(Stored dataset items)
++++++

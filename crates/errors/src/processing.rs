//! Server-side processing (upload state polling) error types

use std::borrow::Cow;

use crate::UserFacingError;
use thiserror::Error;

#[derive(Debug, Clone, Error)]
#[cfg_attr(feature = "serde", derive(serde::Serialize, serde::Deserialize))]
#[non_exhaustive]
pub enum ProcessingError {
    /// The server reported `{stage}Failed`.
    #[error("{stage} failed on the server (state `{state}`)")]
    StageFailed { stage: String, state: String },

    /// The server reported `{stage}TimedOut`.
    #[error("{stage} timed out on the server (state `{state}`)")]
    StageTimedOut { stage: String, state: String },

    /// The attempt ceiling was reached while the last state was unrecognized.
    #[error("{stage} stuck in unrecognized state `{last_state}` after {attempts} polls")]
    UnknownState {
        stage: String,
        last_state: String,
        attempts: u32,
    },

    /// The attempt ceiling was reached while the stage was still pending.
    #[error("{stage} still pending after {attempts} polls; the remote application may already exist")]
    WaitExceeded { stage: String, attempts: u32 },

    /// The server answered in a way that contradicts the protocol.
    #[error("protocol invariant violated during {stage}: {message}")]
    InvariantViolation { stage: String, message: String },
}

impl UserFacingError for ProcessingError {
    fn user_message(&self) -> Cow<'_, str> {
        Cow::Owned(self.to_string())
    }

    fn user_hint(&self) -> Option<&'static str> {
        match self {
            Self::WaitExceeded { .. } | Self::UnknownState { .. } | Self::StageTimedOut { .. } => {
                Some("Inspect the application in the management portal; it may already exist in an uncommitted state.")
            }
            Self::InvariantViolation { .. } => Some("The service is misbehaving; retry later."),
            Self::StageFailed { .. } => None,
        }
    }

    fn is_retryable(&self) -> bool {
        matches!(self, Self::WaitExceeded { .. } | Self::StageTimedOut { .. })
    }

    fn user_code(&self) -> Option<&'static str> {
        let code = match self {
            Self::StageFailed { .. } => "processing.stage_failed",
            Self::StageTimedOut { .. } => "processing.stage_timed_out",
            Self::UnknownState { .. } => "processing.unknown_state",
            Self::WaitExceeded { .. } => "processing.wait_exceeded",
            Self::InvariantViolation { .. } => "processing.invariant_violation",
        };
        Some(code)
    }
}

++++++

# What is needed
Line by line, reproduce the records above exactly.

# Response to the task
filename crates/errors/src/processing.rs
//! Server-side processing (upload state polling) error types

use std::borrow::Cow;

use crate::UserFacingError;
use thiserror::Error;

#[derive(Debug, Clone, Error)]
#[cfg_attr(feature = "serde", derive(serde::Serialize, serde::Deserialize))]
#[non_exhaustive]
pub enum ProcessingError {
    /// The server reported `{stage}Failed`.
    #[error("{stage} failed on the server (state `{state}`)")]
    StageFailed { stage: String, state: String },

    /// The server reported `{stage}TimedOut`.
    #[error("{stage} timed out on the server (state `{state}`)")]
    StageTimedOut { stage: String, state: String },

    /// The attempt ceiling was reached while the last state was unrecognized.
    #[error("{stage} stuck in unrecognized state `{last_state}` after {attempts} polls")]
    UnknownState {
        stage: String,
        last_state: String,
        attempts: u32,
    },

    /// The attempt ceiling was reached while the stage was still pending.
    #[error("{stage} still pending after {attempts} polls; the remote application may already exist")]
    WaitExceeded { stage: String, attempts: u32 },

    /// The server answered in a way that contradicts the protocol.
    #[error("protocol invariant violated during {stage}: {message}")]
    InvariantViolation { stage: String, message: String },
}

impl UserFacingError for ProcessingError {
    fn user_message(&self) -> Cow<'_, str> {
        Cow::Owned(self.to_string())
    }

    fn user_hint(&self) -> Option<&'static str> {
        match self {
            Self::WaitExceeded { .. } | Self::UnknownState { .. } | Self::StageTimedOut { .. } => {
                Some("Inspect the application in the management portal; it may already exist in an uncommitted state.")
            }
            Self::InvariantViolation { .. } => Some("The service is misbehaving; retry later."),
            Self::StageFailed { .. } => None,
        }
    }

    fn is_retryable(&self) -> bool {
        matches!(self, Self::WaitExceeded { .. } | Self::StageTimedOut { .. })
    }

    fn user_code(&self) -> Option<&'static str> {
        let code = match self {
            Self::StageFailed { .. } => "processing.stage_failed",
            Self::StageTimedOut { .. } => "processing.stage_timed_out",
            Self::UnknownState { .. } => "processing.unknown_state",
            Self::WaitExceeded { .. } => "processing.wait_exceeded",
            Self::InvariantViolation { .. } => "processing.invariant_violation",
        };
        Some(code)
    }
}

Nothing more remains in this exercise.